A Convolação da Recuperação Judicial em falência nada mais é que a ruptura do processo de Recuperação e a decretação da falência.

Inicialmente, o juiz competente deve analisar a presença dos requisitos do art. 73 da Lei de Recuperação e Falências que, em regra, referem-se a atos praticados após a concessão da Recuperação. São as hipóteses: I) em havendo deliberação da assembléia geral de credores, na forma do artigo 42 da mesma lei; II) quando não for apresentado o plano de reorganização, pelo devedor, dentro do prazo estabelecido pelo art. 53 (sessenta dias); III) quando o plano for rejeitado pela assembléia de credores, consoante art. 56, §4º; IV) quando for descumprida qualquer obrigação assumida no plano de reorganização, na forma do art. 61, § 1.º, da lei de regência; V) por inadimplemento de obrigação não sujeita à recuperação judicial, nos termos dos incisos I ou II do caput do art. 94 da Lei, ou por prática de qualquer ato previsto no inciso III do caput do art. 94.

Essas hipóteses serão levadas em conta a partir do momento em que ocorrerem após a concessão da Recuperação pelo juiz.

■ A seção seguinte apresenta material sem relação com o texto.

use std::time::Duration;

/// Deferred actions of the viewer.
#[derive(Clone, Copy, Debug, PartialEq, Eq)]
pub enum TimerKind {
    /// Fires a single tap unless a second tap arrives first.
    DoubleTap,
    /// Re-snaps the pager if the platform did not glide after release.
    GlideAlways,
}

#[derive(Clone, Copy, Debug, PartialEq, Eq)]
pub struct Timer {
    pub kind: TimerKind,
    pub armed_at: Duration,
    pub due: Duration,
}

/// At most one pending timer per kind, fired by polling with the clock.
#[derive(Clone, Debug, Default)]
pub struct Timers {
    pending: Vec<Timer>,
}

impl Timers {
    /// Arm `kind` to fire `delay` after `now`, replacing any pending one.
    pub fn schedule(&mut self, kind: TimerKind, now: Duration, delay: Duration) {
        self.cancel(kind);
        self.pending.push(Timer {
            kind,
            armed_at: now,
            due: now + delay,
        });
    }

    pub fn cancel(&mut self, kind: TimerKind) -> Option<Timer> {
        let pos = self.pending.iter().position(|t| t.kind == kind)?;
        Some(self.pending.swap_remove(pos))
    }

    pub fn cancel_all(&mut self) {
        self.pending.clear();
    }

    /// Remove and return the earliest timer due at `now`.
    pub fn pop_due(&mut self, now: Duration) -> Option<Timer> {
        let pos = self
            .pending
            .iter()
            .enumerate()
            .filter(|(_, t)| t.due <= now)
            .min_by_key(|(_, t)| t.due)
            .map(|(i, _)| i)?;
        Some(self.pending.swap_remove(pos))
    }

    pub fn is_pending(&self, kind: TimerKind) -> bool {
        self.pending.iter().any(|t| t.kind == kind)
    }

    pub fn next_due(&self) -> Option<Duration> {
        self.pending.iter().map(|t| t.due).min()
    }

    pub fn is_empty(&self) -> bool {
        self.pending.is_empty()
    }
}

O pedido pode ser feito a qualquer momento no processo de Recuperação pelo Administrador Judicial, pelos credores e até mesmo pelo empresário.

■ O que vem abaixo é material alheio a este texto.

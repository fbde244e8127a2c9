//! Viewport-derived styles for the presentation layer.
//!
//! [`layout`] is pure: call it again whenever the viewport changes instead of
//! keeping a shared style table around.

use serde::{Deserialize, Serialize};

use crate::consts::{
    HEADER_HEIGHT, LOADING_INDICATOR_HALF_HEIGHT, NOTCH_HEADER_TOP, NOTCH_MIN_HEIGHT,
    NOTCH_MIN_WIDTH,
};
use crate::geometry::Viewport;

/// Target platform of the embedding app.
#[derive(Clone, Copy, Debug, Default, PartialEq, Eq, Serialize, Deserialize)]
pub enum Platform {
    Ios,
    Android,
    #[default]
    Other,
}

impl std::fmt::Display for Platform {
    fn fmt(&self, f: &mut std::fmt::Formatter<'_>) -> std::fmt::Result {
        match self {
            Self::Ios => write!(f, "iOS"),
            Self::Android => write!(f, "Android"),
            Self::Other => write!(f, "Other"),
        }
    }
}

/// An absolutely positioned box.
#[derive(Clone, Copy, Debug, PartialEq)]
pub struct BoxStyle {
    pub top: f32,
    pub left: f32,
    pub width: f32,
    pub height: f32,
    pub z_index: i32,
}

#[derive(Clone, Copy, Debug, PartialEq)]
pub struct StyleSet {
    /// Fills the whole viewport behind the pager.
    pub underlay: BoxStyle,
    pub container: BoxStyle,
    /// One page of the pager; clips the image.
    pub image_container: BoxStyle,
    pub header: BoxStyle,
    /// Top of the loading indicator inside a page.
    pub loading_top: f32,
    /// Footer is anchored to the bottom edge at full width.
    pub footer_bottom: f32,
    pub footer_z_index: i32,
}

fn full(viewport: Viewport) -> BoxStyle {
    BoxStyle {
        top: 0.0,
        left: 0.0,
        width: viewport.width,
        height: viewport.height,
        z_index: 0,
    }
}

/// Header inset below the notch on tall iOS devices.
pub fn header_top(viewport: Viewport, platform: Platform) -> f32 {
    let notched = platform == Platform::Ios
        && viewport.width >= NOTCH_MIN_WIDTH
        && viewport.height >= NOTCH_MIN_HEIGHT;
    if notched {
        NOTCH_HEADER_TOP
    } else {
        0.0
    }
}

pub fn layout(viewport: Viewport, platform: Platform) -> StyleSet {
    StyleSet {
        underlay: full(viewport),
        container: full(viewport),
        image_container: full(viewport),
        header: BoxStyle {
            top: header_top(viewport, platform),
            left: 0.0,
            width: viewport.width,
            height: HEADER_HEIGHT,
            z_index: 100,
        },
        loading_top: viewport.height / 2.0 - LOADING_INDICATOR_HALF_HEIGHT,
        footer_bottom: 0.0,
        footer_z_index: 100,
    }
}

Se desde o início do processo de recuperação viu-se que a empresa não apresenta condições de se sustentar, que não há lucro, não há porque tentar recuperá-la até mesmo porque aquela empresa já não possui Função Social. Está morta e deve realmente ser encerrada para que sua manutenção não prejudique a coletividade. Hipoteticamente, poder-se-ia imaginar que uma empresa em recuperação pudesse levar outras à condição de crise econômico-financeira, o que, obviamente não é o objetivo da Lei 11.101/05.


7. A FUNÇÃO SOCIAL NO PROCESSO DE RECUPERAÇÃO EMPRESARIAL

Após 10 anos de vigência do Código Civil brasileiro, conclui-se que o caráter individualista do Código Civil de 1916 foi deixado de lado para a inclusão do caráter social, da tolerância, da coletividade.

Daí surge com força total a Função Social, aplicável interdisciplinarmente como forma de regulação, integração. Fala-se na Função Social como cláusula geral, no sentido de que integra diferentes leis e princípios, aumentado o leque axiológico do julgador. Além disso, como cláusula geral, pode ser invocada a Função Social a qualquer tempo e de ofício.

O Empresário, antes comerciante, deve exercer sua atividade com plena consciência social, mesmo porque depende da sociedade para a manutenção de suas atividades. E este dever surgiu no Código Civil com a intenção de implementação a longo prazo, o que já vem rendendo frutos.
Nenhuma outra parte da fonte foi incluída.